Dad looks to me. “Really, son. When it comes to mind over matter, matter isn’t anything. If you believe in yourself.” My posture is locked in place, eyes averted from Dean. I’ve got “the look” on my face. I know I do. But I can’t help it. I can’t even bear to move, I’m so furious.
Mariane says Tessa needs her teething gel.
”It’s in the room. I’ll get it,” I say, almost pushing past Dean and his credulous smile. My footsteps are fast and heavy, and I march past our room and keep walking down the hall, down, down to the emergency exit at the end of the stairway, push it open with both hands, sending it buckling into the outside wall, to charge out into the parking lot, to stand, and breathe air.
This place! This dying town! I can grow up in Colorado and flee to France, I can have a separate life in New York but this town is waiting for me, wherever I go. This place where I come from…Where Dad comes from…Where the fucking waiter Dean comes from.
I half expect to see it, as I look over the city, I half expect to see his and dad’s four-star restaurant and am relieved when, instead, I find only the last embers of setting sun prickling through the horizon of roofs and trees.
About the author:
“Not for All the Mayo in Western Pennsylvania” is an off-shoot from a novel which has evolved considerably from what is contained here. However, the themes and preoccupations continue further down the same path. My fiction has appeared in Kos Magazine and Literary New York. One of my short stories was chosen as a finalist in a Glimmer Train competition. I work as a reporter for a media organization in Australia but hail pretty much from Austin, Texas. In addition to fiction, I have had essays and opinion pieces published online at the Griffith Review and the National Times website.
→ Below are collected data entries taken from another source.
// Wizard error type for ARM Wizards

use crate::arm::ArmError;

/// Errors that abort a wizard run.
///
/// Cancellation is a first-class outcome, distinguishable from genuine
/// failures: a user dismissing a prompt ends the run without being an
/// application error.
#[derive(Debug, thiserror::Error)]
pub enum WizardError {
    /// The user dismissed an interactive prompt.
    #[error("wizard cancelled")]
    Cancelled,

    /// A management-plane call failed.
    #[error(transparent)]
    Arm(#[from] ArmError),

    /// Terminal interaction failed.
    #[error("terminal input failed: {0}")]
    Io(#[from] std::io::Error),

    /// The wizard was assembled or scripted inconsistently.
    #[error("invalid wizard state: {0}")]
    Validation(String),
}

impl WizardError {
    /// Whether this error is a user cancellation rather than a failure
    pub fn is_cancelled(&self) -> bool {
        matches!(self, WizardError::Cancelled)
    }
}

#[cfg(test)]
mod tests {
    use super::*;

    #[test]
    fn test_cancelled_is_distinguishable() {
        assert!(WizardError::Cancelled.is_cancelled());
        assert!(!WizardError::Validation("broken".to_string()).is_cancelled());
    }

    #[test]
    fn test_arm_error_converts() {
        let err: WizardError = ArmError::Auth("no token".to_string()).into();
        assert!(!err.is_cancelled());
        assert!(err.to_string().contains("no token"));
    }
}
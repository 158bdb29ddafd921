// ARM Wizards - Interactive provisioning wizards for Azure Resource Manager
//
// This application runs the resource group wizard on a terminal: it lists
// the resource groups of a subscription, lets the user select one or create
// a new one, and provisions the new group when asked to.

use anyhow::Result;
use clap::Parser;
use std::sync::Arc;
use std::time::Duration;

mod arm;
mod config;
mod steps;
mod ui;
mod wizard;

use crate::arm::{ArmClient, ArmClientConfig};
use crate::config::{ClientSecretCredential, ConfigManager};
use crate::steps::ResourceGroupListStep;
use crate::ui::TerminalUserInput;
use crate::wizard::{ProvisionContext, Wizard, WizardOptions};

/// ARM Wizards - guided provisioning against Azure Resource Manager
#[derive(Parser)]
#[command(name = "arm-wizard")]
#[command(about = "Multi-step provisioning wizards for Azure Resource Manager resources")]
#[command(version)]
struct Args {
    /// Enable verbose logging
    #[arg(short, long)]
    verbose: bool,

    /// Configuration directory path
    #[arg(short, long)]
    config: Option<String>,

    /// Subscription to provision into (overrides configuration)
    #[arg(short, long)]
    subscription: Option<String>,

    /// Only offer existing resource groups, hide the create-new entry
    #[arg(long)]
    suppress_create: bool,

    /// Location for new resources, skipping the location prompt
    #[arg(long)]
    location: Option<String>,
}

#[tokio::main]
async fn main() -> Result<()> {
    let args = Args::parse();

    // Initialize logging
    init_logging(args.verbose)?;

    tracing::info!("Starting ARM Wizards");

    let mut config_manager = match &args.config {
        Some(dir) => ConfigManager::with_config_dir(dir).await?,
        None => ConfigManager::new().await?,
    };

    if let Some(subscription) = &args.subscription {
        config_manager.set_subscription_id(subscription);
    }

    let report = config_manager.validate();
    for warning in &report.warnings {
        tracing::warn!("{}", warning);
    }
    if !report.is_valid {
        for error in &report.errors {
            eprintln!("Error: {}", error);
        }
        anyhow::bail!(
            "configuration is not ready; set the ARM_WIZARDS_* environment variables or edit {}",
            config_manager
                .config_dir()
                .join(config::ConfigPaths::CONFIG_FILE)
                .display()
        );
    }

    let azure_config = config_manager.azure_config();
    let settings = config_manager.wizard_settings();

    let credential = Arc::new(ClientSecretCredential::new(azure_config));
    let client_config = ArmClientConfig {
        endpoint: azure_config.resource_manager_endpoint().to_string(),
        timeout: Duration::from_secs(settings.request_timeout_seconds),
        ..Default::default()
    };
    let client = Arc::new(ArmClient::with_config(
        credential,
        azure_config.subscription_id.clone(),
        client_config,
    ));

    let mut ctx = ProvisionContext::new(
        azure_config.subscription_id.clone(),
        client,
        Arc::new(TerminalUserInput::new()),
    );

    // A pre-seeded location satisfies the location step and keeps the
    // create path from inserting one
    if let Some(location) = args.location.or_else(|| settings.default_location.clone()) {
        tracing::debug!("Pre-seeding location: {}", location);
        ctx.location = Some(location);
        ctx.already_has_location_step = true;
    }

    let step = if args.suppress_create {
        ResourceGroupListStep::suppress_create()
    } else {
        ResourceGroupListStep::new()
    };

    let options = WizardOptions::new()
        .with_title("Select or create a resource group")
        .with_prompt_step(step);

    match Wizard::new(options).run(&mut ctx).await {
        Ok(()) => {
            if let Some(group) = &ctx.resource_group {
                println!("Resolved resource group: {} ({})", group.name, group.location);
            }
        }
        Err(err) if err.is_cancelled() => {
            tracing::info!("Wizard cancelled by user");
        }
        Err(err) => return Err(err.into()),
    }

    tracing::info!("ARM Wizards shutdown complete");
    Ok(())
}

/// Initialize logging based on verbosity level
fn init_logging(verbose: bool) -> Result<()> {
    use tracing_subscriber::{layer::SubscriberExt, util::SubscriberInitExt};

    let log_level = if verbose { "debug" } else { "info" };

    tracing_subscriber::registry()
        .with(
            tracing_subscriber::EnvFilter::try_from_default_env()
                .unwrap_or_else(|_| format!("arm_wizards={}", log_level).into()),
        )
        .with(tracing_subscriber::fmt::layer())
        .init();

    Ok(())
}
“Everything here has mayonnaise. This is Pennsylvania.” That is so uncanny and completely correct. I look forward to reading more.
“This is America. Anything is possible.”
Roger that, Chris. I really like your story because it reminds me of my own father. He was an award-winning insurance salesman for Mutual of Omaha. He got so good at it they made him a manager and had him train other salesmen.
You had to love his act, even when he was spouting bullshit, because he took such delight in his own performance.
You’ve done a great job of conveying what it must be like to have to live with somebody like that.
Best wishes on getting your book published.